В.П. Филатов. В саду. Картон, масло. Начало 1950-х



Филатов вспоминал: «Трудно мне передать, что значила для меня живопись, да и другие виды изобразительного искусства. Несомненно, что я мог бы сделаться художником. <…> что я мог бы отдаться живописи всеми своими чувствами <…>. Живопись (и поэзия) входили каким-то фактором в мою научную работу»9. Свои этюды он называл «красочными мемуарами интимных встреч с природой»10.
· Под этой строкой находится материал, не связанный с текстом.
// Copyright 2024 The FlowGrid Authors
//
// Licensed under the Apache License, Version 2.0 (the "License");
// you may not use this file except in compliance with the License.
// You may obtain a copy of the License at
//
// https://www.apache.org/licenses/LICENSE-2.0
//
// Unless required by applicable law or agreed to in writing, software
// distributed under the License is distributed on an "AS IS" BASIS,
// WITHOUT WARRANTIES OR CONDITIONS OF ANY KIND, either express or implied.
// See the License for the specific language governing permissions and
// limitations under the License.

//! A membership-only set of ids, stored as a single `U32Set` leaf.

use crate::path::StorePath;
use crate::store::{Store, U32Set};

#[derive(Clone, Debug, Default, PartialEq)]
pub struct U32SetValue {
    pub value: U32Set,
}

impl U32SetValue {
    pub fn refresh(&mut self, store: &Store, path: &StorePath) {
        self.value = store.u32_set(path);
    }
}

pub fn insert(store: &mut Store, path: &StorePath, value: u32) {
    store.insert_u32(path, value);
}

pub fn erase(store: &mut Store, path: &StorePath, value: u32) {
    store.erase_u32(path, value);
}

pub fn clear(store: &mut Store, path: &StorePath) {
    store.clear_u32_set(path);
}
Особое место в ряду живописных произведений учёного, поэта и мудрого наставника занимает удивительная абстрактная композиция. Она напоминает знаменитые «пластины» японского офтальмолога Исихары для определения дальтонизма. Но замысел Филатова был явно иным. На загадочном изображении словно проступает лик существа иного мира. Его черты можно прозреть лишь в углублённом созерцании и так — открыть в себе внутреннее зрение. Возможно, эту картину Филатов использовал для медитаций.
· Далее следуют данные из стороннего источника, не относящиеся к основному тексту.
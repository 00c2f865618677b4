// Copyright 2024 The FlowGrid Authors
//
// Licensed under the Apache License, Version 2.0 (the "License");
// you may not use this file except in compliance with the License.
// You may obtain a copy of the License at
//
// https://www.apache.org/licenses/LICENSE-2.0
//
// Unless required by applicable law or agreed to in writing, software
// distributed under the License is distributed on an "AS IS" BASIS,
// WITHOUT WARRANTIES OR CONDITIONS OF ANY KIND, either express or implied.
// See the License for the specific language governing permissions and
// limitations under the License.

use std::collections::BTreeMap;

use serde::{Deserialize, Serialize};

use crate::path::StorePath;
use crate::primitive::Primitive;

/// One edit at one path. `value` is the state after the op, `old` the state
/// before it; together they make a patch invertible.
#[derive(Clone, PartialEq, Debug, Serialize, Deserialize)]
#[serde(tag = "op", rename_all = "lowercase")]
pub enum PatchOp {
    Add { value: Primitive },
    Remove { old: Primitive },
    Replace { value: Primitive, old: Primitive },
}

impl PatchOp {
    pub fn value(&self) -> Option<&Primitive> {
        match self {
            PatchOp::Add { value } | PatchOp::Replace { value, .. } => Some(value),
            PatchOp::Remove { .. } => None,
        }
    }

    pub fn old(&self) -> Option<&Primitive> {
        match self {
            PatchOp::Remove { old } | PatchOp::Replace { old, .. } => Some(old),
            PatchOp::Add { .. } => None,
        }
    }
}

/// Ordered by relative path, so iteration (and thus listener notification)
/// is in path order.
pub type PatchOps = BTreeMap<StorePath, PatchOp>;

/// A minimal ordered set of edits turning one store snapshot into another.
/// Applying a patch to its `before` snapshot yields exactly its `after`
/// snapshot.
#[derive(Clone, PartialEq, Debug, Default, Serialize, Deserialize)]
pub struct Patch {
    pub ops: PatchOps,
    pub base: StorePath,
}

impl Patch {
    pub fn new(ops: PatchOps, base: StorePath) -> Self {
        Patch { ops, base }
    }

    pub fn is_empty(&self) -> bool {
        self.ops.is_empty()
    }

    /// Absolute paths of all ops, in op order.
    pub fn paths(&self) -> impl Iterator<Item = StorePath> + '_ {
        self.ops.keys().map(|relative| self.base.concat(relative))
    }

    /// Whether a listener rooted at `path` is affected by this patch.
    pub fn is_prefix_of_any_path(&self, path: &StorePath) -> bool {
        self.paths().any(|candidate| candidate.starts_with(path))
    }

    /// Merges two chronologically consecutive patches into the minimal patch
    /// representing "self, then other". For consecutive patches `p1` (a -> b)
    /// and `p2` (b -> c), applying the merged patch to `a` yields `c`.
    pub fn merge(&self, other: &Patch) -> Patch {
        assert_eq!(self.base, other.base);
        Patch {
            ops: merge_ops(&self.ops, &other.ops),
            base: self.base.clone(),
        }
    }
}

/// Merge algebra over ops at the same path.
///
/// Two consecutive patches that both add or both remove the same key can't
/// strictly happen, but the rules stay lax so that a chain of patches can be
/// merged pairwise. For example, if the first patch removes a path and the
/// second adds the same path, the pair alone can't tell whether the added
/// value matches the pre-remove value (cancelling out) or differs (a
/// replace), so both cases are handled.
pub fn merge_ops(a: &PatchOps, b: &PatchOps) -> PatchOps {
    let mut merged = a.clone();
    for (path, op) in b {
        let Some(old_op) = merged.get(path) else {
            merged.insert(path.clone(), op.clone());
            continue;
        };
        match old_op.clone() {
            PatchOp::Add { .. } => match op {
                PatchOp::Remove { .. } => {
                    merged.remove(path);
                }
                PatchOp::Add { value } | PatchOp::Replace { value, .. } => {
                    // The path still transitions from absent to present, so
                    // the merged op stays an add; the newest value wins.
                    merged.insert(
                        path.clone(),
                        PatchOp::Add {
                            value: value.clone(),
                        },
                    );
                }
            },
            PatchOp::Remove { old } => match op {
                PatchOp::Add { value } | PatchOp::Replace { value, .. } => {
                    if *value == old {
                        merged.remove(path);
                    } else {
                        merged.insert(
                            path.clone(),
                            PatchOp::Replace {
                                value: value.clone(),
                                old,
                            },
                        );
                    }
                }
                PatchOp::Remove { .. } => {
                    merged.insert(path.clone(), PatchOp::Remove { old });
                }
            },
            PatchOp::Replace { old, .. } => match op {
                PatchOp::Add { value } | PatchOp::Replace { value, .. } => {
                    merged.insert(
                        path.clone(),
                        PatchOp::Replace {
                            value: value.clone(),
                            old,
                        },
                    );
                }
                PatchOp::Remove { .. } => {
                    merged.insert(path.clone(), PatchOp::Remove { old });
                }
            },
        }
    }
    merged
}

#[cfg(test)]
mod tests {
    use super::*;

    fn op_add(value: u32) -> PatchOp {
        PatchOp::Add {
            value: Primitive::U32(value),
        }
    }

    fn patch_at(path: &str, op: PatchOp) -> Patch {
        Patch::new(
            PatchOps::from([(StorePath::from(path), op)]),
            StorePath::root(),
        )
    }

    #[test]
    fn test_merge_add_then_replace() {
        let p1 = patch_at("/x", op_add(1));
        let p2 = patch_at(
            "/x",
            PatchOp::Replace {
                value: Primitive::U32(2),
                old: Primitive::U32(1),
            },
        );
        assert_eq!(p1.merge(&p2), patch_at("/x", op_add(2)));
    }

    #[test]
    fn test_merge_add_then_remove_cancels() {
        let p1 = patch_at("/x", op_add(1));
        let p2 = patch_at(
            "/x",
            PatchOp::Remove {
                old: Primitive::U32(1),
            },
        );
        assert!(p1.merge(&p2).is_empty());
    }

    #[test]
    fn test_merge_remove_then_add_same_value_cancels() {
        let p1 = patch_at(
            "/x",
            PatchOp::Remove {
                old: Primitive::U32(1),
            },
        );
        assert!(p1.merge(&patch_at("/x", op_add(1))).is_empty());
        assert_eq!(
            p1.merge(&patch_at("/x", op_add(2))),
            patch_at(
                "/x",
                PatchOp::Replace {
                    value: Primitive::U32(2),
                    old: Primitive::U32(1),
                }
            )
        );
    }

    #[test]
    fn test_merge_replace_then_remove() {
        let p1 = patch_at(
            "/x",
            PatchOp::Replace {
                value: Primitive::U32(2),
                old: Primitive::U32(1),
            },
        );
        let p2 = patch_at(
            "/x",
            PatchOp::Remove {
                old: Primitive::U32(2),
            },
        );
        assert_eq!(
            p1.merge(&p2),
            patch_at(
                "/x",
                PatchOp::Remove {
                    old: Primitive::U32(1),
                }
            )
        );
    }

    #[test]
    fn test_is_prefix_of_any_path() {
        let patch = Patch::new(
            PatchOps::from([(StorePath::from("/Audio/Graph/Connections/1-2"), op_add(1))]),
            StorePath::root(),
        );
        assert!(patch.is_prefix_of_any_path(&StorePath::from("/Audio")));
        assert!(patch.is_prefix_of_any_path(&StorePath::from("/Audio/Graph/Connections")));
        assert!(!patch.is_prefix_of_any_path(&StorePath::from("/Style")));
        assert!(patch.is_prefix_of_any_path(&StorePath::root()));
    }
}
В.П. Филатов. Цветовая композиция. Картон, масло. 1940-е



Удивляет замечательное, но вовсе не случайное сходство личностей, родство духовных и эстетических устремлений В.П. Филатова и А.Л. Чижевского. Оба они являлись наследниками нравственной традиции высокообразованного русского дворянства, одним из главных заветов которой являлось созидание — вопреки любым бедам и прямому насилию11. Сопротивление человеческого духа смертоносным силам поразительно соответствует биологическому закону, открытому Филатовым: живая ткань, оказавшаяся «в неблагоприятных, но не убивающих условиях, биохимически перестраивается и образует особые вещества — биогенные стимуляторы, которые поддерживают в породившей их ткани жизненные реакции»12. Учёный был убеждён: «Биогенные стимуляторы образуются всюду, где происходит борьба за жизнь и приспособление к новым условиям существования»13. Он называл их «веществами сопротивления» и сам до конца дней вёл сопротивление духовное — злу, насилию, невежеству и бездушию.


1980, 2021



1 Филатов В.П. Воспоминания. Саранск: Мордовское книжное издательство, 1975. С. 33.

2 Филатов В.П. Указ. соч. С. 68-69.

3 Айдинян С.А. О личности и поэзии академика В.П. Филатова // Станислав Айдинян. Разноименное: очерки, статьи, рецензии. М.: Серебряные нити — Центр гуманитарных инициатив, 2019. С. 371, 355.

4 Все стихи приводятся по подлинникам, хранящимся в архиве Дома-музея В.П. Филатова в Одессе.

5 К настоящему времени (написано в 1980 году — прим. авт.) опубликовано лишь около десятка идеологически приемлемых стихотворений ученого. См.: Наука и жизнь. 1963, №5. Впоследствии некоторые стихи В.П. Филатова были включены в сб.: Муза в храме науки. М.: Советская Россия, 1982; наиболее полно его поэзия представлена в сб.: Филатов В.П. И Жизнь… и Думы… и Любовь... Избранные стихотворения. Одесса: Музейно-выставочный комплекс имени ак. В.П. Филатова, 2008.

6 Цит. по: Архив Музея-квартиры В.П. Филатова, Одесса.

7 Цит. по: Пучковская Н.А. В.П. Филатов. М.: Медицина, 1969. С. 44.

8 Там же. С. 53.

9 Филатов В.П. Глубокие тени // Наука и жизнь. 1963, №10. С. 81.

10 Там же. С. 82.

11 Жертва непрестанных идеологических преследований и узник Гулага, А.Л. Чижевский «на каждый удар судьбы <…> отвечал взрывом творящей мысли». См.: Байдин Валерий. Вдохновленный солнцем. Поэзия и живопись Алекандра Чижевского. М.: Добрая мысль, 2017. С. 39.

12 Пучковская Н.А. Указ. соч. С. 44, 53.

13 Цит. по: Мучник С.Р. День начинается с рассвета. М.: Знание, 1982. С. 63.